Director Vasanth was cast as Gautham's father to make his acting debut, while choreographer Gayathri Raguram was signed to play Gautham's sister, making her return as an actress after a ten-year hiatus. Taapsee Pannu and Daniel Balaji were chosen to perform guest appearances in the film. Taapsee's role would be a surprise element in the film as for the first time she plays a character with a negative shade. She later stated that she was not playing the villain in the film but "an aloof girl who is a regular at casinos". In November 2014, Dhanush also shot for a cameo role, reprising the role he played in the film Pudhupettai, Kokki Kumar.

=== Filming ===
The film was mostly shot in Chennai, with major portions being shot at Pacifica Tech Park, OMR. The climax scenes were filmed in a cruise liner as the ship sailed a seven-night itinerary across Singapore, Thailand and Vietnam. In December 2013, the crew filmed a song in Osaka, Japan. Gayathri Raguram, besides acting in the film, choreographed the love duet. A few scenes and songs were also canned in Goa.

== Soundtrack ==

Yuvan Shankar Raja was chosen to compose the film's soundtrack and score, making his first collaboration with Aishwarya R. Dhanush. The soundtrack album featuring five tracks was released on 10 December 2014 in Chennai. Four months earlier, a single from the album, "Move Your Body", a song in the trap-and-bass genre, which was written by Aishwarya's husband, actor Dhanush and sung by Maestro Ilaiyaraaja, was released on YouTube on 18 August 2014. Besides Dhanush, Madhan Karky wrote two songs, while Gana Bala and Hiphop Tamizha wrote and performed each a song.
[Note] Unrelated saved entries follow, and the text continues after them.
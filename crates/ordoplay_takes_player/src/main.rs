// SPDX-License-Identifier: MIT OR Apache-2.0
//! `OrdoPlay` takes player - headless host for take scripts.
//!
//! Loads a RON take script, runs it through a take sequencer on a
//! fixed-timestep clock, and replays scripted signals and skips. Useful for
//! checking the pacing of an experience without the VR runtime.

mod cli;
mod clock;
mod player;

use clap::Parser;
use cli::Args;
use clock::PlaybackClock;
use ordoplay_takes::TakeScript;
use player::{Player, PlayerError};
use tracing_subscriber::layer::SubscriberExt;
use tracing_subscriber::util::SubscriberInitExt;
use tracing_subscriber::EnvFilter;

fn main() {
    let args = Args::parse();

    let env_filter = EnvFilter::try_from_default_env()
        .unwrap_or_else(|_| EnvFilter::new("ordoplay_takes=debug,ordoplay_takes_player=info"));

    tracing_subscriber::registry()
        .with(env_filter)
        .with(tracing_subscriber::fmt::layer())
        .init();

    tracing::info!("Starting OrdoPlay takes player v{}", env!("CARGO_PKG_VERSION"));

    if let Err(e) = run(&args) {
        tracing::error!("Playback failed: {e}");
        std::process::exit(1);
    }
}

fn run(args: &Args) -> Result<(), PlayerError> {
    let script = TakeScript::load(&args.script)?;

    let mut clock = PlaybackClock::new(args.tick_rate);
    clock.set_time_scale(args.time_scale);
    tracing::info!("Playing '{}' at {}x speed", script.name, clock.time_scale());

    let mut player = Player::from_script(&script, clock)?.with_cues(&args.raises, &args.skips);
    let result = player.run(args.max_secs, args.realtime);
    tracing::info!("{}", player.sequencer().status_text());
    result.map(|_| ())
}
// SPDX-License-Identifier: MIT OR Apache-2.0
//! Headless host loop for a take sequencer.
//!
//! The player plays the role of the experience runtime: it owns the
//! sequencer, feeds it fixed ticks, and replays scripted input (signals and
//! skips) at their playback times.

use crate::cli::SignalCue;
use crate::clock::PlaybackClock;
use ordoplay_takes::{ScriptError, SequencerError, SequencerState, Take, TakeScript, TakeSequencer};
use std::time::{Duration, Instant};
use thiserror::Error;

/// Player errors
#[derive(Debug, Error)]
pub enum PlayerError {
    /// Script could not be loaded or built
    #[error("Script error: {0}")]
    Script(#[from] ScriptError),

    /// Sequencer failed
    #[error("Sequencer error: {0}")]
    Sequencer(#[from] SequencerError),

    /// Playback did not complete in time
    #[error("Playback did not complete within {0}s")]
    TimedOut(f64),
}

/// Scripted host input
#[derive(Debug, Clone, PartialEq)]
pub enum CueAction {
    /// Raise a signal
    Raise(String),
    /// Skip the current take
    Skip,
}

/// Host input scheduled at a playback time
#[derive(Debug, Clone, PartialEq)]
pub struct Cue {
    /// Playback time in seconds
    pub at_secs: f64,
    /// What to do
    pub action: CueAction,
}

/// Summary of a finished run
#[derive(Debug, Clone, Copy)]
pub struct PlayerReport {
    /// Final sequencer state
    pub state: SequencerState,
    /// Playback time consumed
    pub elapsed_secs: f64,
    /// Sequencer ticks issued
    pub ticks: u64,
    /// Host frames processed
    pub frames: u64,
}

/// Drives a sequencer from a playback clock
pub struct Player {
    sequencer: TakeSequencer,
    clock: PlaybackClock,
    cues: Vec<Cue>,
    next_cue: usize,
    ticks: u64,
}

impl Player {
    /// Create a player for a script
    pub fn from_script(script: &TakeScript, clock: PlaybackClock) -> Result<Self, PlayerError> {
        let mut takes = script.build()?;
        for take in &mut takes {
            attach_logging(take);
        }
        Ok(Self::new(TakeSequencer::new(takes), clock))
    }

    /// Create a player for a prepared sequencer
    pub fn new(sequencer: TakeSequencer, clock: PlaybackClock) -> Self {
        Self {
            sequencer,
            clock,
            cues: Vec::new(),
            next_cue: 0,
            ticks: 0,
        }
    }

    /// Schedule signals and skips
    pub fn with_cues(mut self, signals: &[SignalCue], skips: &[f64]) -> Self {
        self.cues.extend(signals.iter().map(|cue| Cue {
            at_secs: cue.at_secs,
            action: CueAction::Raise(cue.name.clone()),
        }));
        self.cues.extend(skips.iter().map(|&at_secs| Cue {
            at_secs,
            action: CueAction::Skip,
        }));
        self.cues.sort_by(|a, b| a.at_secs.total_cmp(&b.at_secs));
        self
    }

    /// Get the sequencer
    pub fn sequencer(&self) -> &TakeSequencer {
        &self.sequencer
    }

    /// Play until the sequence completes or `max_secs` of playback pass
    pub fn run(&mut self, max_secs: f64, realtime: bool) -> Result<PlayerReport, PlayerError> {
        self.sequencer.start()?;

        let frame = Duration::from_secs_f64(self.clock.fixed_timestep);
        let mut last_frame = Instant::now();

        while !self.sequencer.state().is_terminal() {
            if self.clock.elapsed_time >= max_secs {
                return Err(PlayerError::TimedOut(max_secs));
            }

            let delta = if realtime {
                std::thread::sleep(frame);
                let now = Instant::now();
                let delta = now.duration_since(last_frame).as_secs_f64();
                last_frame = now;
                delta
            } else {
                self.clock.fixed_timestep
            };

            self.frame(delta)?;
        }

        let report = PlayerReport {
            state: self.sequencer.state(),
            elapsed_secs: self.clock.elapsed_time,
            ticks: self.ticks,
            frames: self.clock.frame_count,
        };
        tracing::info!(
            "Playback {} after {:.2}s ({} ticks, {} frames)",
            report.state.status_text(),
            report.elapsed_secs,
            report.ticks,
            report.frames
        );
        Ok(report)
    }

    /// Process one host frame
    pub fn frame(&mut self, delta_time: f64) -> Result<(), PlayerError> {
        let steps = self.clock.advance(delta_time);
        self.fire_due_cues();

        let step_secs = self.clock.step_secs();
        for _ in 0..steps {
            self.sequencer.tick(step_secs)?;
            self.ticks += 1;
            if self.sequencer.state().is_terminal() {
                break;
            }
        }
        Ok(())
    }

    fn fire_due_cues(&mut self) {
        while let Some(cue) = self.cues.get(self.next_cue) {
            if cue.at_secs > self.clock.elapsed_time {
                break;
            }
            match &cue.action {
                CueAction::Raise(name) => {
                    tracing::info!("[{:.2}s] Raising signal '{}'", self.clock.elapsed_time, name);
                    self.sequencer.signals_mut().raise(name.clone());
                }
                CueAction::Skip => {
                    tracing::info!("[{:.2}s] Skip requested", self.clock.elapsed_time);
                    self.sequencer.skip_current_take();
                }
            }
            self.next_cue += 1;
        }
    }
}

/// Log each take's lifecycle
fn attach_logging(take: &mut Take) {
    let name = take.name.clone();
    take.on_start
        .add_infallible(move || tracing::info!("Take '{}' started", name));
    let name = take.name.clone();
    take.on_finish
        .add_infallible(move || tracing::info!("Take '{}' finished", name));
}
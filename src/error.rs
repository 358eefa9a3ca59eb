// Keystrata — Top-level error types
//
// Aggregates errors from the crypto, keystore and history modules into a
// single error enum for the application boundary.

use thiserror::Error;

/// Top-level error type for all Keystrata operations.
#[derive(Debug, Error)]
pub enum KeystrataError {
    #[error("History error: {0}")]
    History(#[from] crate::history::HistoryError),

    #[error("KeyStore error: {0}")]
    KeyStore(#[from] crate::keystore::KeyStoreError),

    #[error("Password error: {0}")]
    Secret(#[from] crate::crypto::SecretError),

    #[error("IO error: {0}")]
    Io(#[from] std::io::Error),

    #[error("Script error: {0}")]
    Script(#[from] serde_json::Error),
}

impl From<crate::keystore::StoreCopyError> for KeystrataError {
    fn from(e: crate::keystore::StoreCopyError) -> Self {
        KeystrataError::History(e.into())
    }
}

impl From<crate::history::PropagationError> for KeystrataError {
    fn from(e: crate::history::PropagationError) -> Self {
        KeystrataError::History(e.into())
    }
}

pub type Result<T> = std::result::Result<T, KeystrataError>;
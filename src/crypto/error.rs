// Keystrata — Secret error types

use thiserror::Error;

#[derive(Debug, Error, Clone, PartialEq, Eq)]
pub enum SecretError {
    #[error("Password was read after it had been wiped")]
    Wiped,
}
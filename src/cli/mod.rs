// Keystrata — CLI Module
//
// Command-line interface using clap derive macros.
// Subcommands: replay, types.

mod commands;
mod report;
mod script;

use std::path::PathBuf;

use clap::{Parser, Subcommand};

pub use commands::execute;
pub use report::{HistoryReport, StateReport};
pub use script::{Script, Step};

/// Keystrata — undo/redo history for keystores.
#[derive(Parser, Debug)]
#[command(name = "keystrata")]
#[command(version, about, long_about = None)]
pub struct Cli {
    #[command(subcommand)]
    pub command: Commands,
}

#[derive(Subcommand, Debug)]
pub enum Commands {
    /// Replay a JSON script of keystore edits and undo/redo steps against an
    /// in-memory keystore, then print the resulting history.
    Replay {
        /// Path to the JSON script.
        script: PathBuf,

        /// Print the final history as JSON instead of a table.
        #[arg(long, default_value = "false")]
        json: bool,
    },

    /// List the supported keystore types and their capabilities.
    Types,
}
| No. | Title | Lyrics | Singer(s) | Length |
|---|---|---|---|---|
| 1. | "Vandha Kadha" | Gana Bala | Gana Bala | 3:32 |
| 2. | "Pachchai Vanna" | Madhan Karky | Yuvan Shankar Raja | 4:15 |
| 3. | "Pookkamazh" | Madhan Karky | Tanvi Shah, Yuvan Shankar Raja | 3:58 |
| 4. | "Naam Vaazhndhidum (Title Track)" | Hiphop Tamizha | Hiphop Tamizha, Yuvan Shankar Raja | 4:39 |
| 5. | "Move Your Body" | Dhanush | Ilaiyaraaja | 3:17 |
| Total length: |  |  |  | 19:41 |

== Release ==
A first-look teaser of 70 seconds was released on 18 April 2014 which received a good response. The trailer was released alongside the soundtrack on 10 December 2014. The satellite rights of the film were sold to STAR Vijay.

=== Critical reception ===
The New Indian Express stated the film was "compact, breezy, stylish and a pleasant watch". Sify called the film "a perfect recipe of a full-on entertainer without even a dash of obscenity or violence...the film is smartly packaged as an exciting and stylish entertainer". The Times of India gave 3 stars out of 5 and wrote, "The film isn't perfect, far from it, it has a few weak spots that could have been disastrous but the confidence with which Aishwaryaa manages to narrate this story helps us tide over its issues".

The Hindu wrote that "her second film too suffers from bipolar disorder". Indo-Asian News Service gave 2 stars out of 5 and wrote, "Vai Raja Vai is a good effort gone completely awry", noting that "the first half is incredible fun" but that the film "goes haywire post interval". Rediff gave the same rating and wrote, "Despite a good storyline, young enthusiastic cast and an impressive technical crew, the film barely manages to hold your attention", calling the film a "let down".

== Box office ==
The film collected ₹3.35 crore in Tamil Nadu in first day.